Collected data entries

==========

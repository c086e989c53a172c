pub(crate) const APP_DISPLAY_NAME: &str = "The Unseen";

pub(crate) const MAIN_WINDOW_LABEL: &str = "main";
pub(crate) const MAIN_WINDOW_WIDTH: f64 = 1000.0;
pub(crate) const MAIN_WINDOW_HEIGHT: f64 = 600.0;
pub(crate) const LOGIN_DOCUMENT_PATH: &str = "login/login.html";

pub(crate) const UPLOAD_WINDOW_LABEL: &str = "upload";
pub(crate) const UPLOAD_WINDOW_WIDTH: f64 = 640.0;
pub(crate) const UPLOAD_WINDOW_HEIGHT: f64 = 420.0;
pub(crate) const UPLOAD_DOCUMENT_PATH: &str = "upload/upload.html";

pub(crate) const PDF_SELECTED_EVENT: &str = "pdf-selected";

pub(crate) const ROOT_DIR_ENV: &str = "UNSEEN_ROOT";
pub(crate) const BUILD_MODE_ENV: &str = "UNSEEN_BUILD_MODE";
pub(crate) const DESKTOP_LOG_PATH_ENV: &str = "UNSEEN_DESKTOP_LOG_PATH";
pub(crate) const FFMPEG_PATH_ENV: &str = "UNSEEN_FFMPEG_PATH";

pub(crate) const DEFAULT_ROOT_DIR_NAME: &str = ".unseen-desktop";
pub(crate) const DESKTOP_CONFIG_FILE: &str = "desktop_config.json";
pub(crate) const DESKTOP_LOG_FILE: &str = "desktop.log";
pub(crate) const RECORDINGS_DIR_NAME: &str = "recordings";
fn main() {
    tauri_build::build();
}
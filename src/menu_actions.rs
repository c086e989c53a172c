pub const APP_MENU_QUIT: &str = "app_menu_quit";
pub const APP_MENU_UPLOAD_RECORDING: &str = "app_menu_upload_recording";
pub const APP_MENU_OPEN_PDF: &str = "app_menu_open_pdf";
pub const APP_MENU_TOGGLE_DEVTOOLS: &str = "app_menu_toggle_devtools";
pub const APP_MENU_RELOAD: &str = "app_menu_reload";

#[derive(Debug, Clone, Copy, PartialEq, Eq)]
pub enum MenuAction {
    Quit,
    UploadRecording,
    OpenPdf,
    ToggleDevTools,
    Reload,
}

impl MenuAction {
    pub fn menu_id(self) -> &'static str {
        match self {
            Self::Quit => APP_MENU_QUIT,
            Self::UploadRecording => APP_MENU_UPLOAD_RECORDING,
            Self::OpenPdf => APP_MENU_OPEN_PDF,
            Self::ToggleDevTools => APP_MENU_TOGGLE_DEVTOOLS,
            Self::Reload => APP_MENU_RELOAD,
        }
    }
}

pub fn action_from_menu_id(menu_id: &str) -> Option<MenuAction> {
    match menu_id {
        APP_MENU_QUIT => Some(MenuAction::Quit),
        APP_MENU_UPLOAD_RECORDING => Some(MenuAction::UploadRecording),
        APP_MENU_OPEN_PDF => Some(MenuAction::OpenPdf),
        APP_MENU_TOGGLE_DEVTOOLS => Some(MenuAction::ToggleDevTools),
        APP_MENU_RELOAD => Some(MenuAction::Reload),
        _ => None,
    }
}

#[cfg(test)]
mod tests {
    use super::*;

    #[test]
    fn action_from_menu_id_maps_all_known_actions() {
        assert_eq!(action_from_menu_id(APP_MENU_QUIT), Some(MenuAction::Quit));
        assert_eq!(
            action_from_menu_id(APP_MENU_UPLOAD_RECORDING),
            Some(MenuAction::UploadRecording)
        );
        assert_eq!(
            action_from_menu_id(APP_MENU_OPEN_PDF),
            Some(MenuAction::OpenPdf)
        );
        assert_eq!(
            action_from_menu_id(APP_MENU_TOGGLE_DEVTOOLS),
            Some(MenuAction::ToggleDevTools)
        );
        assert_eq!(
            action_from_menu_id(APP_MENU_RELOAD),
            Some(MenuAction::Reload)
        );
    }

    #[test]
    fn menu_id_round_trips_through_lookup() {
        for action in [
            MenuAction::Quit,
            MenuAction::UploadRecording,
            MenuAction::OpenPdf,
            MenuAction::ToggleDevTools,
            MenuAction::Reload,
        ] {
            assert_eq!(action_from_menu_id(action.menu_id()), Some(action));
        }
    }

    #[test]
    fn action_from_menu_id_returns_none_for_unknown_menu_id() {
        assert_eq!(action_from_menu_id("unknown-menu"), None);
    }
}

==========

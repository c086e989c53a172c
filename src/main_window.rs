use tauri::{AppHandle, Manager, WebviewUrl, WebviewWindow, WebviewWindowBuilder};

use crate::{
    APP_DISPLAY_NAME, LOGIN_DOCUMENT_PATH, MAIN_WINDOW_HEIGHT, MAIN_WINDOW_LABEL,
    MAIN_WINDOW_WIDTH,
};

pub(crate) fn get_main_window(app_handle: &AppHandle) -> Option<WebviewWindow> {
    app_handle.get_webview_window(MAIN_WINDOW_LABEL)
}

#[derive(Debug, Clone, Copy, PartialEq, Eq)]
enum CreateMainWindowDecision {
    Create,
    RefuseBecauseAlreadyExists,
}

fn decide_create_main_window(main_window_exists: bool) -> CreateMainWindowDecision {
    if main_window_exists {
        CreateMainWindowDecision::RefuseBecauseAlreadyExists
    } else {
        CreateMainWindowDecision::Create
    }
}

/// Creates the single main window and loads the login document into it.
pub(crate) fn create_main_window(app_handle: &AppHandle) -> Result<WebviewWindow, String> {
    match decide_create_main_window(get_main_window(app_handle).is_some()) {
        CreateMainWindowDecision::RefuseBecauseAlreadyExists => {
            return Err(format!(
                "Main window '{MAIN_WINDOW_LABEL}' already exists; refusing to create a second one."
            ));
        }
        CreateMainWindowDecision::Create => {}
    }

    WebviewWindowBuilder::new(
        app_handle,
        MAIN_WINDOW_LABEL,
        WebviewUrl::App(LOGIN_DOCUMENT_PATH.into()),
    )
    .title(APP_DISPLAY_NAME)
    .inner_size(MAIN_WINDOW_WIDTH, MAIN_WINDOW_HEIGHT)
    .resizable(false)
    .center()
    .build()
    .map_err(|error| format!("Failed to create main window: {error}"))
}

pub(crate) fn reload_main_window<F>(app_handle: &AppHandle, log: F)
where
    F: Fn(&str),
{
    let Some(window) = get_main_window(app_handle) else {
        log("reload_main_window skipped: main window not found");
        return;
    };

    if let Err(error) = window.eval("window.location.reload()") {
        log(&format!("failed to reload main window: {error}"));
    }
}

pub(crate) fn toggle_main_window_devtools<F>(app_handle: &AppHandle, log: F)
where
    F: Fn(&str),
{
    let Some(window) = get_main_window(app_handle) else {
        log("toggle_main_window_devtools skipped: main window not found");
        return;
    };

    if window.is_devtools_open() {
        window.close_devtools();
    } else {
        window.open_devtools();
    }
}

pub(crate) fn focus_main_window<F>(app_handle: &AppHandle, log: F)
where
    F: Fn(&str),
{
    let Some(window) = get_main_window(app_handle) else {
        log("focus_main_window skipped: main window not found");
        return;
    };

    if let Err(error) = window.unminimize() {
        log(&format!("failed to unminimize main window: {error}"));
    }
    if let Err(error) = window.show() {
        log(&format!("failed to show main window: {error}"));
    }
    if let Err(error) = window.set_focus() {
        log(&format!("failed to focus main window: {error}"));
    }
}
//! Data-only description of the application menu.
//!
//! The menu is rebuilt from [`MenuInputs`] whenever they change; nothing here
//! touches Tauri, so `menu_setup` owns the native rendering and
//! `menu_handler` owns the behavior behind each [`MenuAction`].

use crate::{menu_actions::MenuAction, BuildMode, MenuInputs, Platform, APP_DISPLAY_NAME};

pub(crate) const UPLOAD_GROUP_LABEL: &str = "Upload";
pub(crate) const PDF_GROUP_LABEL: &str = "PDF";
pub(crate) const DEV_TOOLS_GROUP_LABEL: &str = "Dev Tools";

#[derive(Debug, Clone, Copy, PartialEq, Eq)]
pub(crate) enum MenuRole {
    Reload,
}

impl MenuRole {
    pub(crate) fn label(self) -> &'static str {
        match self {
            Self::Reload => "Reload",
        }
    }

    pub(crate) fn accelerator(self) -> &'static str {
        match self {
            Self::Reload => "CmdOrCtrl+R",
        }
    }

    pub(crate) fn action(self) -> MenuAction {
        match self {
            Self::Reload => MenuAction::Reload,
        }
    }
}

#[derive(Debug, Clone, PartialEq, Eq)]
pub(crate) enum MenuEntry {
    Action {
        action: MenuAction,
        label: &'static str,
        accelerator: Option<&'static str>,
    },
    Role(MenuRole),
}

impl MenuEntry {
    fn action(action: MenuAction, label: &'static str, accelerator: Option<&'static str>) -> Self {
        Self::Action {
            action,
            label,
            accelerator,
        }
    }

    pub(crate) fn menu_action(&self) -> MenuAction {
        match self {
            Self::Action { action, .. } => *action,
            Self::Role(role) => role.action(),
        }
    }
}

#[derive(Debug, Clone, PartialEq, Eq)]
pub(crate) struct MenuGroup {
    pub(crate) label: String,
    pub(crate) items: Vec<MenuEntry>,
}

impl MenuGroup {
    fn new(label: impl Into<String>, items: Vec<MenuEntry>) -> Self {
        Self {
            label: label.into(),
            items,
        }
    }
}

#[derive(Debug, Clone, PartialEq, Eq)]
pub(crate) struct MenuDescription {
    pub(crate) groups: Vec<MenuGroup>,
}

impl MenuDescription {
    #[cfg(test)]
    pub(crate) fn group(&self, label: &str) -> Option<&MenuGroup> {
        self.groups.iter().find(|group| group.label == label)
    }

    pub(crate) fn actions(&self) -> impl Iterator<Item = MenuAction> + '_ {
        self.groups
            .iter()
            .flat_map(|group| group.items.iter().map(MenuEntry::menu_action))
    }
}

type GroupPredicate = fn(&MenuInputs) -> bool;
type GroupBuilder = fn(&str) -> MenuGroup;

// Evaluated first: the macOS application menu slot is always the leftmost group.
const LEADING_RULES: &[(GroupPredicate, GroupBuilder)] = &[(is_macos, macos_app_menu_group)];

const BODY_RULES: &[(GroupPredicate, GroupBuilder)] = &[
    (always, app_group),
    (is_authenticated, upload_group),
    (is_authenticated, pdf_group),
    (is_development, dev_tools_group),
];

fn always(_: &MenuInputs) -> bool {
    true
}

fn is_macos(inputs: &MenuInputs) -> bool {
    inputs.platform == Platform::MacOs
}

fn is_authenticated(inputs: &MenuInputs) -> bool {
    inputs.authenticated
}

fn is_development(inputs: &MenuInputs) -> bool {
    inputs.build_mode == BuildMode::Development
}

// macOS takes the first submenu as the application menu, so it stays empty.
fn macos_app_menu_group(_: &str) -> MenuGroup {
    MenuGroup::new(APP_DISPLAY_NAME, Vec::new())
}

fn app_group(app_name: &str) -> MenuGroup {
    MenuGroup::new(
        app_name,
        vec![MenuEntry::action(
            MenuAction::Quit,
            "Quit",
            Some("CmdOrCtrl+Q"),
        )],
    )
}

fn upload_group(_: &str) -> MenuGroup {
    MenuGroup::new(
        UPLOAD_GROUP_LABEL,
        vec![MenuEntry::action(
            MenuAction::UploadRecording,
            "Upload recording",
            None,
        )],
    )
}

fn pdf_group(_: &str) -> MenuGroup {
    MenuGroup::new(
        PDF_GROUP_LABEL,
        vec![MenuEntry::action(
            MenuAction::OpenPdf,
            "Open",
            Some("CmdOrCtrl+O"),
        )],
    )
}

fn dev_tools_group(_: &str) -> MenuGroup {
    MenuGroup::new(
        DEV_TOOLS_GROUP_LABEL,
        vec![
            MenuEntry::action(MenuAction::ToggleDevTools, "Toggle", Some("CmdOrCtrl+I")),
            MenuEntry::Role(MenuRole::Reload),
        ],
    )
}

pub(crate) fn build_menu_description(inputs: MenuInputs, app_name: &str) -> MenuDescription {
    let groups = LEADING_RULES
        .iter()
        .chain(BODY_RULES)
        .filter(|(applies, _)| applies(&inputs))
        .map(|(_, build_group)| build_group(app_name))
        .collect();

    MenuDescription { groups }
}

==========

Directions for this task -
When a line in the records holds the string "html", copy that line.

Response -
pub(crate) const LOGIN_DOCUMENT_PATH: &str = "login/login.html";
pub(crate) const UPLOAD_DOCUMENT_PATH: &str = "upload/upload.html";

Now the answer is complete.